-- Opening Marker --

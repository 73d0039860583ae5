//! Processing and summarization stages.

use std::path::{Path, PathBuf};

use async_trait::async_trait;

use crate::error::{PipelineError, Result};
use crate::runner::CommandRunner;
use crate::settings::Settings;

/// Extracts content from one entity file into `output_root`.
#[async_trait]
pub trait ProcessingStage: Send + Sync {
    /// Returns `Ok(true)` when content was extracted, `Ok(false)` when the
    /// stage ran but produced nothing.
    async fn process(&self, entity_path: &Path, output_root: &Path) -> Result<bool>;
}

/// Summarizes the processed content of one entity.
#[async_trait]
pub trait SummarizationStage: Send + Sync {
    async fn summarize(&self, entity_id: &str) -> Result<()>;
}

/// Stage backed by an external command.
///
/// Each argument may contain the placeholders `{entity_path}`, `{entity_id}`
/// and `{output_root}`. A processing run reports content when
/// `<output_root>/<entity_id>` exists and is non-empty after the command
/// finishes; the directory is removed before the command starts, so only
/// this run's output counts.
#[derive(Debug, Clone)]
pub struct CommandStage {
    name: String,
    command: Vec<String>,
    timeout_secs: u64,
    output_root: PathBuf,
}

impl CommandStage {
    pub fn new(name: impl Into<String>, command: Vec<String>, timeout_secs: u64, output_root: impl Into<PathBuf>) -> Self {
        Self {
            name: name.into(),
            command,
            timeout_secs,
            output_root: output_root.into(),
        }
    }

    pub fn processing(settings: &Settings) -> Self {
        Self::new(
            "processing",
            settings.processing_command.clone(),
            settings.stage_timeout_secs,
            &settings.output_base,
        )
    }

    pub fn summarization(settings: &Settings) -> Self {
        Self::new(
            "summarization",
            settings.summarization_command.clone(),
            settings.stage_timeout_secs,
            &settings.output_base,
        )
    }

    pub fn name(&self) -> &str {
        &self.name
    }

    fn render(&self, entity_path: &Path, entity_id: &str, output_root: &Path) -> Vec<String> {
        let entity_path = entity_path.to_string_lossy();
        let output_root = output_root.to_string_lossy();
        self.command
            .iter()
            .map(|arg| {
                arg.replace("{entity_path}", &entity_path)
                    .replace("{entity_id}", entity_id)
                    .replace("{output_root}", &output_root)
            })
            .collect()
    }
}

/// Entity id of an entity file: its name without the extension.
pub fn entity_id_of(entity_path: &Path) -> String {
    entity_path
        .file_stem()
        .map(|s| s.to_string_lossy().to_string())
        .unwrap_or_default()
}

fn clear_output(dir: &Path) -> Result<()> {
    match std::fs::remove_dir_all(dir) {
        Err(e) if e.kind() != std::io::ErrorKind::NotFound => Err(PipelineError::OutputDir {
            path: dir.to_path_buf(),
            source: e,
        }),
        _ => Ok(()),
    }
}

fn has_content(dir: &Path) -> bool {
    std::fs::read_dir(dir)
        .map(|mut entries| entries.next().is_some())
        .unwrap_or(false)
}

#[async_trait]
impl ProcessingStage for CommandStage {
    async fn process(&self, entity_path: &Path, output_root: &Path) -> Result<bool> {
        let entity_id = entity_id_of(entity_path);
        let entity_output = output_root.join(&entity_id);
        clear_output(&entity_output)?;

        let command = self.render(entity_path, &entity_id, output_root);
        let result = CommandRunner::execute(&self.name, &command, self.timeout_secs)
            .await?
            .into_passed()?;
        tracing::debug!(stage = %self.name, entity = %entity_id, duration_ms = result.duration_ms, "stage finished");

        Ok(has_content(&entity_output))
    }
}

#[async_trait]
impl SummarizationStage for CommandStage {
    async fn summarize(&self, entity_id: &str) -> Result<()> {
        // No entity file is in scope here; {entity_path} renders empty.
        let command = self.render(Path::new(""), entity_id, &self.output_root);
        let result = CommandRunner::execute(&self.name, &command, self.timeout_secs)
            .await?
            .into_passed()?;
        tracing::debug!(stage = %self.name, entity = %entity_id, duration_ms = result.duration_ms, "stage finished");
        Ok(())
    }
}

#[cfg(test)]
mod tests {
    use super::*;

    fn sh(script: &str) -> Vec<String> {
        vec!["sh".to_string(), "-c".to_string(), script.to_string()]
    }

    #[test]
    fn test_render_substitutes_placeholders() {
        let stage = CommandStage::new(
            "processing",
            vec![
                "parse".to_string(),
                "--apk={entity_path}".to_string(),
                "{output_root}/{entity_id}".to_string(),
            ],
            0,
            "outputs",
        );
        let rendered = stage.render(Path::new("APKs/Button1.apk"), "Button1", Path::new("outputs"));
        assert_eq!(rendered, vec!["parse", "--apk=APKs/Button1.apk", "outputs/Button1"]);
    }

    #[test]
    fn test_entity_id_of() {
        assert_eq!(entity_id_of(Path::new("APKs/Button1.apk")), "Button1");
        assert_eq!(entity_id_of(Path::new("Loop1")), "Loop1");
    }

    #[test]
    fn test_from_settings() {
        let settings = Settings::default()
            .with_processing_command(vec!["p".to_string()])
            .with_summarization_command(vec!["s".to_string()]);
        assert_eq!(CommandStage::processing(&settings).name(), "processing");
        assert_eq!(CommandStage::summarization(&settings).command, vec!["s"]);
    }

    #[tokio::test]
    async fn test_process_reports_content() {
        let dir = tempfile::tempdir().unwrap();
        let stage = CommandStage::new(
            "processing",
            sh("mkdir -p '{output_root}/{entity_id}' && echo code > '{output_root}/{entity_id}/bytecode.txt'"),
            30,
            dir.path(),
        );

        let has = stage
            .process(Path::new("APKs/Button1.apk"), dir.path())
            .await
            .unwrap();
        assert!(has);
        assert!(dir.path().join("Button1/bytecode.txt").exists());
    }

    #[tokio::test]
    async fn test_process_reports_empty() {
        let dir = tempfile::tempdir().unwrap();
        let stage = CommandStage::new(
            "processing",
            sh("mkdir -p '{output_root}/{entity_id}'"),
            30,
            dir.path(),
        );

        let has = stage
            .process(Path::new("APKs/Obfuscated.apk"), dir.path())
            .await
            .unwrap();
        assert!(!has);
    }

    #[tokio::test]
    async fn test_process_ignores_output_left_by_earlier_run() {
        let dir = tempfile::tempdir().unwrap();
        let stale = dir.path().join("Obfuscated");
        std::fs::create_dir_all(&stale).unwrap();
        std::fs::write(stale.join("bytecode.txt"), "old").unwrap();

        let stage = CommandStage::new("processing", sh("true"), 30, dir.path());
        let has = stage
            .process(Path::new("APKs/Obfuscated.apk"), dir.path())
            .await
            .unwrap();
        assert!(!has);
        assert!(!stale.exists());
    }

    #[tokio::test]
    async fn test_process_non_zero_exit_is_error() {
        let dir = tempfile::tempdir().unwrap();
        let stage = CommandStage::new("processing", sh("echo broken >&2; exit 3"), 30, dir.path());

        let err = stage
            .process(Path::new("APKs/Broken.apk"), dir.path())
            .await
            .unwrap_err();
        match err {
            PipelineError::StageExit { code, stderr, .. } => {
                assert_eq!(code, 3);
                assert_eq!(stderr, "broken");
            }
            other => panic!("unexpected: {other:?}"),
        }
    }

    #[tokio::test]
    async fn test_summarize_runs_with_entity_id() {
        let dir = tempfile::tempdir().unwrap();
        let stage = CommandStage::new(
            "summarization",
            sh("echo done > '{output_root}/{entity_id}.summary'"),
            30,
            dir.path(),
        );

        stage.summarize("Button1").await.unwrap();
        assert!(dir.path().join("Button1.summary").exists());
    }
}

-- Closing Marker --

§ WHAT NEEDS TO BE DONE
Above are the entries; give them back verbatim.

§ ANSWER SPACE
repository 73d0039860583ae5
//! Processing and summarization stages.

use std::path::{Path, PathBuf};

use async_trait::async_trait;

use crate::error::{PipelineError, Result};
use crate::runner::CommandRunner;
use crate::settings::Settings;

/// Extracts content from one entity file into `output_root`.
#[async_trait]
pub trait ProcessingStage: Send + Sync {
    /// Returns `Ok(true)` when content was extracted, `Ok(false)` when the
    /// stage ran but produced nothing.
    async fn process(&self, entity_path: &Path, output_root: &Path) -> Result<bool>;
}

/// Summarizes the processed content of one entity.
#[async_trait]
pub trait SummarizationStage: Send + Sync {
    async fn summarize(&self, entity_id: &str) -> Result<()>;
}

/// Stage backed by an external command.
///
/// Each argument may contain the placeholders `{entity_path}`, `{entity_id}`
/// and `{output_root}`. A processing run reports content when
/// `<output_root>/<entity_id>` exists and is non-empty after the command
/// finishes; the directory is removed before the command starts, so only
/// this run's output counts.
#[derive(Debug, Clone)]
pub struct CommandStage {
    name: String,
    command: Vec<String>,
    timeout_secs: u64,
    output_root: PathBuf,
}

impl CommandStage {
    pub fn new(name: impl Into<String>, command: Vec<String>, timeout_secs: u64, output_root: impl Into<PathBuf>) -> Self {
        Self {
            name: name.into(),
            command,
            timeout_secs,
            output_root: output_root.into(),
        }
    }

    pub fn processing(settings: &Settings) -> Self {
        Self::new(
            "processing",
            settings.processing_command.clone(),
            settings.stage_timeout_secs,
            &settings.output_base,
        )
    }

    pub fn summarization(settings: &Settings) -> Self {
        Self::new(
            "summarization",
            settings.summarization_command.clone(),
            settings.stage_timeout_secs,
            &settings.output_base,
        )
    }

    pub fn name(&self) -> &str {
        &self.name
    }

    fn render(&self, entity_path: &Path, entity_id: &str, output_root: &Path) -> Vec<String> {
        let entity_path = entity_path.to_string_lossy();
        let output_root = output_root.to_string_lossy();
        self.command
            .iter()
            .map(|arg| {
                arg.replace("{entity_path}", &entity_path)
                    .replace("{entity_id}", entity_id)
                    .replace("{output_root}", &output_root)
            })
            .collect()
    }
}

/// Entity id of an entity file: its name without the extension.
pub fn entity_id_of(entity_path: &Path) -> String {
    entity_path
        .file_stem()
        .map(|s| s.to_string_lossy().to_string())
        .unwrap_or_default()
}

fn clear_output(dir: &Path) -> Result<()> {
    match std::fs::remove_dir_all(dir) {
        Err(e) if e.kind() != std::io::ErrorKind::NotFound => Err(PipelineError::OutputDir {
            path: dir.to_path_buf(),
            source: e,
        }),
        _ => Ok(()),
    }
}

fn has_content(dir: &Path) -> bool {
    std::fs::read_dir(dir)
        .map(|mut entries| entries.next().is_some())
        .unwrap_or(false)
}

#[async_trait]
impl ProcessingStage for CommandStage {
    async fn process(&self, entity_path: &Path, output_root: &Path) -> Result<bool> {
        let entity_id = entity_id_of(entity_path);
        let entity_output = output_root.join(&entity_id);
        clear_output(&entity_output)?;

        let command = self.render(entity_path, &entity_id, output_root);
        let result = CommandRunner::execute(&self.name, &command, self.timeout_secs)
            .await?
            .into_passed()?;
        tracing::debug!(stage = %self.name, entity = %entity_id, duration_ms = result.duration_ms, "stage finished");

        Ok(has_content(&entity_output))
    }
}

#[async_trait]
impl SummarizationStage for CommandStage {
    async fn summarize(&self, entity_id: &str) -> Result<()> {
        // No entity file is in scope here; {entity_path} renders empty.
        let command = self.render(Path::new(""), entity_id, &self.output_root);
        let result = CommandRunner::execute(&self.name, &command, self.timeout_secs)
            .await?
            .into_passed()?;
        tracing::debug!(stage = %self.name, entity = %entity_id, duration_ms = result.duration_ms, "stage finished");
        Ok(())
    }
}

#[cfg(test)]
mod tests {
    use super::*;

    fn sh(script: &str) -> Vec<String> {
        vec!["sh".to_string(), "-c".to_string(), script.to_string()]
    }

    #[test]
    fn test_render_substitutes_placeholders() {
        let stage = CommandStage::new(
            "processing",
            vec![
                "parse".to_string(),
                "--apk={entity_path}".to_string(),
                "{output_root}/{entity_id}".to_string(),
            ],
            0,
            "outputs",
        );
        let rendered = stage.render(Path::new("APKs/Button1.apk"), "Button1", Path::new("outputs"));
        assert_eq!(rendered, vec!["parse", "--apk=APKs/Button1.apk", "outputs/Button1"]);
    }

    #[test]
    fn test_entity_id_of() {
        assert_eq!(entity_id_of(Path::new("APKs/Button1.apk")), "Button1");
        assert_eq!(entity_id_of(Path::new("Loop1")), "Loop1");
    }

    #[test]
    fn test_from_settings() {
        let settings = Settings::default()
            .with_processing_command(vec!["p".to_string()])
            .with_summarization_command(vec!["s".to_string()]);
        assert_eq!(CommandStage::processing(&settings).name(), "processing");
        assert_eq!(CommandStage::summarization(&settings).command, vec!["s"]);
    }

    #[tokio::test]
    async fn test_process_reports_content() {
        let dir = tempfile::tempdir().unwrap();
        let stage = CommandStage::new(
            "processing",
            sh("mkdir -p '{output_root}/{entity_id}' && echo code > '{output_root}/{entity_id}/bytecode.txt'"),
            30,
            dir.path(),
        );

        let has = stage
            .process(Path::new("APKs/Button1.apk"), dir.path())
            .await
            .unwrap();
        assert!(has);
        assert!(dir.path().join("Button1/bytecode.txt").exists());
    }

    #[tokio::test]
    async fn test_process_reports_empty() {
        let dir = tempfile::tempdir().unwrap();
        let stage = CommandStage::new(
            "processing",
            sh("mkdir -p '{output_root}/{entity_id}'"),
            30,
            dir.path(),
        );

        let has = stage
            .process(Path::new("APKs/Obfuscated.apk"), dir.path())
            .await
            .unwrap();
        assert!(!has);
    }

    #[tokio::test]
    async fn test_process_ignores_output_left_by_earlier_run() {
        let dir = tempfile::tempdir().unwrap();
        let stale = dir.path().join("Obfuscated");
        std::fs::create_dir_all(&stale).unwrap();
        std::fs::write(stale.join("bytecode.txt"), "old").unwrap();

        let stage = CommandStage::new("processing", sh("true"), 30, dir.path());
        let has = stage
            .process(Path::new("APKs/Obfuscated.apk"), dir.path())
            .await
            .unwrap();
        assert!(!has);
        assert!(!stale.exists());
    }

    #[tokio::test]
    async fn test_process_non_zero_exit_is_error() {
        let dir = tempfile::tempdir().unwrap();
        let stage = CommandStage::new("processing", sh("echo broken >&2; exit 3"), 30, dir.path());

        let err = stage
            .process(Path::new("APKs/Broken.apk"), dir.path())
            .await
            .unwrap_err();
        match err {
            PipelineError::StageExit { code, stderr, .. } => {
                assert_eq!(code, 3);
                assert_eq!(stderr, "broken");
            }
            other => panic!("unexpected: {other:?}"),
        }
    }

    #[tokio::test]
    async fn test_summarize_runs_with_entity_id() {
        let dir = tempfile::tempdir().unwrap();
        let stage = CommandStage::new(
            "summarization",
            sh("echo done > '{output_root}/{entity_id}.summary'"),
            30,
            dir.path(),
        );

        stage.summarize("Button1").await.unwrap();
        assert!(dir.path().join("Button1.summary").exists());
    }
}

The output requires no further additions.